* YOUR GOAL
One number is all that is asked for: the number of lines below that hold the string "TellerSettings".

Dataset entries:

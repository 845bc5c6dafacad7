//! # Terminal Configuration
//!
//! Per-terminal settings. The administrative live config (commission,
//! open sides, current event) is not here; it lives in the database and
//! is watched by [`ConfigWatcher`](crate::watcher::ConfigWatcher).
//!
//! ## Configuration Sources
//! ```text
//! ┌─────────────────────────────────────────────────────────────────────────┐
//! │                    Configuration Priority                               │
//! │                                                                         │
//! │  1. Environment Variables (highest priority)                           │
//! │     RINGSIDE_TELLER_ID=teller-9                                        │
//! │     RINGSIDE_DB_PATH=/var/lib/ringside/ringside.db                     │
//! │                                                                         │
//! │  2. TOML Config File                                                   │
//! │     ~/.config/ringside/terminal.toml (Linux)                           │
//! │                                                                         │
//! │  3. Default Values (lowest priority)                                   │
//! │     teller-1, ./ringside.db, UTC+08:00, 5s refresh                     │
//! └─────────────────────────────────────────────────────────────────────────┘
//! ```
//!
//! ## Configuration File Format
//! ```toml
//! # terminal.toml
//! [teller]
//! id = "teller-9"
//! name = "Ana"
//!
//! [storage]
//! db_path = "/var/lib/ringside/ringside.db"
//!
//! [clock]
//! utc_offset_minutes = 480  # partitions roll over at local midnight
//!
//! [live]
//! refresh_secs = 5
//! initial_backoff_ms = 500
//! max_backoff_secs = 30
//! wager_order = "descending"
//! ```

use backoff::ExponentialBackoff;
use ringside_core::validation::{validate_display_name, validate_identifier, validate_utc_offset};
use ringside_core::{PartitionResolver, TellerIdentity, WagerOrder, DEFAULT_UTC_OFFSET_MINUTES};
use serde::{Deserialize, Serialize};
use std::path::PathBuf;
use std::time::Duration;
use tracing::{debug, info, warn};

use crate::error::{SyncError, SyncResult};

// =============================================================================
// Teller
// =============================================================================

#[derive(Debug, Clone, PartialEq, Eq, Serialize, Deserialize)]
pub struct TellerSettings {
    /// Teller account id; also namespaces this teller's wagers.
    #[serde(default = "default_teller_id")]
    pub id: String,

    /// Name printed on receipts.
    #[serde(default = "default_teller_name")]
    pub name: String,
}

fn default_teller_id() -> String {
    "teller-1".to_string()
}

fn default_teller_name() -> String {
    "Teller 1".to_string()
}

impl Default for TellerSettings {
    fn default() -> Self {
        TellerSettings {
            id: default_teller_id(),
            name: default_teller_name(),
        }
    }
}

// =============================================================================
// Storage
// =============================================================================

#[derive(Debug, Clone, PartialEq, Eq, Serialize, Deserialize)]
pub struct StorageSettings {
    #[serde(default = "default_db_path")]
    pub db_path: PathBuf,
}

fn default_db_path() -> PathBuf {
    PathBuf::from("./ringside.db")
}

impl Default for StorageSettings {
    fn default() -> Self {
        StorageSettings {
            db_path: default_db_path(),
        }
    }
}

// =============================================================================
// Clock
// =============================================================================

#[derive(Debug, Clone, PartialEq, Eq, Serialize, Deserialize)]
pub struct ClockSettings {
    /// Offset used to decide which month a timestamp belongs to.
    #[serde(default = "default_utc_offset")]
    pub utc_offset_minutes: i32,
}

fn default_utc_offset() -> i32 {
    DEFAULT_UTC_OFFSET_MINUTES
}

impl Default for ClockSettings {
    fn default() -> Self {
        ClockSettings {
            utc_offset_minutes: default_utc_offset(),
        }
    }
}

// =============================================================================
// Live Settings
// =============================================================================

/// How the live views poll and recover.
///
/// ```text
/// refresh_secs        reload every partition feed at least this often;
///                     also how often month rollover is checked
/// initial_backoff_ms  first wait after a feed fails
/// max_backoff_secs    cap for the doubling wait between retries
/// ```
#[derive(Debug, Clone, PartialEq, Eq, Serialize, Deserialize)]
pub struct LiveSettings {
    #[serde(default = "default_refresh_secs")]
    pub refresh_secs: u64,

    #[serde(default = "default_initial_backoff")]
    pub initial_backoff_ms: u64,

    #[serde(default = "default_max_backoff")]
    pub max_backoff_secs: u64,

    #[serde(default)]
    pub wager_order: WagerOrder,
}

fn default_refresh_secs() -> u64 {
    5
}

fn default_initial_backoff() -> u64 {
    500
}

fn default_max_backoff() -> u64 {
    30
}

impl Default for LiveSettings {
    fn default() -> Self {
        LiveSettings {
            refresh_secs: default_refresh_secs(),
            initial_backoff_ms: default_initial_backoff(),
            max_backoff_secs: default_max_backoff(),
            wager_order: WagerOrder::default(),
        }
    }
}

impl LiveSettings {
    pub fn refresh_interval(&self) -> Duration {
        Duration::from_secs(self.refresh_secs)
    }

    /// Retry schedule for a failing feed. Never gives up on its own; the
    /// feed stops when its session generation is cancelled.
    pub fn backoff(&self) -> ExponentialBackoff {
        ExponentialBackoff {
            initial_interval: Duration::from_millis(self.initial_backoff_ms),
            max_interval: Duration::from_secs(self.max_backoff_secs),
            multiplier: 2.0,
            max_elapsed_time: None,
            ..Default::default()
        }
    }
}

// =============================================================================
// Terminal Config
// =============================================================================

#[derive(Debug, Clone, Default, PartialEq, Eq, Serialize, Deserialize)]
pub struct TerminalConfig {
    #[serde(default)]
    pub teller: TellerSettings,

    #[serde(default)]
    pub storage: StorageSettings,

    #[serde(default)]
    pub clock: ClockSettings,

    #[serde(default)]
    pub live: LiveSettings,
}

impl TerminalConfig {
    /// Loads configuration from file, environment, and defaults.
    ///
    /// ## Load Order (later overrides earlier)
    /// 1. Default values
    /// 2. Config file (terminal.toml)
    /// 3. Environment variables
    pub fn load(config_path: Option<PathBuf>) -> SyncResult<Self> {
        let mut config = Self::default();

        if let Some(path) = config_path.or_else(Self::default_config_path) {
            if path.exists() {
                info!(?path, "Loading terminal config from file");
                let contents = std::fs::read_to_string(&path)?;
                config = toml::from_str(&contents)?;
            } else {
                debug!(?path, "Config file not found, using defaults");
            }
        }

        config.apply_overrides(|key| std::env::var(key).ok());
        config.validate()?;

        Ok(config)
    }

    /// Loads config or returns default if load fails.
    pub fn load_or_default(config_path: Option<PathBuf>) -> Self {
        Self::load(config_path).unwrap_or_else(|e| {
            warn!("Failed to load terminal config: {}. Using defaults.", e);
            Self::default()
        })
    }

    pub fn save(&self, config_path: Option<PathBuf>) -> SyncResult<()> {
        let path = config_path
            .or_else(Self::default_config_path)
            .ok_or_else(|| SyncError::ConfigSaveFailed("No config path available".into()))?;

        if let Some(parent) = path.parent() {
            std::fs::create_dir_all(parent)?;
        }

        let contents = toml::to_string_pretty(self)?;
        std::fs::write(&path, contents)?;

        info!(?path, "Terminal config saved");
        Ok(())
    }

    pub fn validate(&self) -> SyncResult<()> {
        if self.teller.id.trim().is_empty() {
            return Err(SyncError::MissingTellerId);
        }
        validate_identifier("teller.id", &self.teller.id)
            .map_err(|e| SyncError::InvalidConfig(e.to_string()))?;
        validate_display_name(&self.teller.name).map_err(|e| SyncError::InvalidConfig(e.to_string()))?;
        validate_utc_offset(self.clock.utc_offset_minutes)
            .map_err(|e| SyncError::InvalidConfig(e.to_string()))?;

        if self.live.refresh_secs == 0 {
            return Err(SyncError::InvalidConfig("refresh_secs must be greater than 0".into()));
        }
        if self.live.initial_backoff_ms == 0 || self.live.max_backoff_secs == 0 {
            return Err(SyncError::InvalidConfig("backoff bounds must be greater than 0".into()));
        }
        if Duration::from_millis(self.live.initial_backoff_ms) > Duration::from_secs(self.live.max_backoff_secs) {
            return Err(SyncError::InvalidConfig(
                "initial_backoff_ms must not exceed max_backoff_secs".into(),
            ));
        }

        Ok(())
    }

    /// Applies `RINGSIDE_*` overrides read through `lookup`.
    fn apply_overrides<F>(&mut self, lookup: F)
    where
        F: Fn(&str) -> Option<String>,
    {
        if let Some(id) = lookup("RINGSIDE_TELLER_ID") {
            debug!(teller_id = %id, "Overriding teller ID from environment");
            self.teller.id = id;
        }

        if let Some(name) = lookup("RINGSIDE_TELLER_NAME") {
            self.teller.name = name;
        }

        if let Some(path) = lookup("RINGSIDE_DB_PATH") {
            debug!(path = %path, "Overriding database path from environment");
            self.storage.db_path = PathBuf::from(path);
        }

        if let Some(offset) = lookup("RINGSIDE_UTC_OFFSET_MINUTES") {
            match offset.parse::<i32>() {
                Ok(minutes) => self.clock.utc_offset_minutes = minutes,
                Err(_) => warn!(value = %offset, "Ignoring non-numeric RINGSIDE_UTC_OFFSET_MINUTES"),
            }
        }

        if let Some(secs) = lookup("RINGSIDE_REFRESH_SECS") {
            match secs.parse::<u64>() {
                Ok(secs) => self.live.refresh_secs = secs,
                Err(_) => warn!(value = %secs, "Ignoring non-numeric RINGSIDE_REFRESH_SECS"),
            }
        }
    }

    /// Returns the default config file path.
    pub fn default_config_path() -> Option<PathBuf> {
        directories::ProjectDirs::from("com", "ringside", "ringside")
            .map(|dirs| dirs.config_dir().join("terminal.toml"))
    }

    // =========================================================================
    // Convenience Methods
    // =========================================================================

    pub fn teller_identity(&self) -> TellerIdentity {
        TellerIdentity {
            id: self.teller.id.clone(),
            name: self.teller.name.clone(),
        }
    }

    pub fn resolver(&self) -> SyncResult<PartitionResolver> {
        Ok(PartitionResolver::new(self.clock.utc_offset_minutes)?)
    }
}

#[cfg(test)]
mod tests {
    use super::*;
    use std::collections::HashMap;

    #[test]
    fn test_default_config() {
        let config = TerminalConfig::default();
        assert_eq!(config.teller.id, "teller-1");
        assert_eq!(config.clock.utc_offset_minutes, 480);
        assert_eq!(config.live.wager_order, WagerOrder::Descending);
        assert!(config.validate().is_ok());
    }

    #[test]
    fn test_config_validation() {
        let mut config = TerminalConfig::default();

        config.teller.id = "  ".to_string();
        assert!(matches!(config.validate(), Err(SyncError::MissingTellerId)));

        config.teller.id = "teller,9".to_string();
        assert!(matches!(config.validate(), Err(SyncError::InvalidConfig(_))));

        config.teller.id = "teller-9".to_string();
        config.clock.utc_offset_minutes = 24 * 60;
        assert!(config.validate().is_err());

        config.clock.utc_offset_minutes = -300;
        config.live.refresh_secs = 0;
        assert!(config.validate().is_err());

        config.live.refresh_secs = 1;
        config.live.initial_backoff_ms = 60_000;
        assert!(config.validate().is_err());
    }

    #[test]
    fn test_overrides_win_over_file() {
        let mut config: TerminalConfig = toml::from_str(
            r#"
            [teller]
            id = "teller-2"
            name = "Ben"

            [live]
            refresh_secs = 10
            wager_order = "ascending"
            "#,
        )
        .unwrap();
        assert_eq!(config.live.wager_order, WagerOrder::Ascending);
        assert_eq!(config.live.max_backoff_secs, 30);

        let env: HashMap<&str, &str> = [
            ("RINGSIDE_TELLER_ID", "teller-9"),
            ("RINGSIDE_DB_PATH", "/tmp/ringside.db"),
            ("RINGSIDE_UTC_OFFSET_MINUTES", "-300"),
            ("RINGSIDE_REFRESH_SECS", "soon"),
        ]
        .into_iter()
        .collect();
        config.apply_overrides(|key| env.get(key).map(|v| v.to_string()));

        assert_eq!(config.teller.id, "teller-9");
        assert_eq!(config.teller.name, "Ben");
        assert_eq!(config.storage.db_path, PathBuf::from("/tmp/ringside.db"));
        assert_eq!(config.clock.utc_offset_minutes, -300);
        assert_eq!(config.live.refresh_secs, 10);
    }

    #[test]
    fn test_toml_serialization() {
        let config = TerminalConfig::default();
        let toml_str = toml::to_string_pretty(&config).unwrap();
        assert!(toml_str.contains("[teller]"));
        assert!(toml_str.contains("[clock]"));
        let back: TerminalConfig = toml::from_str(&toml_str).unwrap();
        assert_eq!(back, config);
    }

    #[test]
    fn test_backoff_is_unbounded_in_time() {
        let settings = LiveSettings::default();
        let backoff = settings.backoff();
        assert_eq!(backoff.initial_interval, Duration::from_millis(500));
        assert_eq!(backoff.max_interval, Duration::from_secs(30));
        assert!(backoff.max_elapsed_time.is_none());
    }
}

* ANSWER AREA
4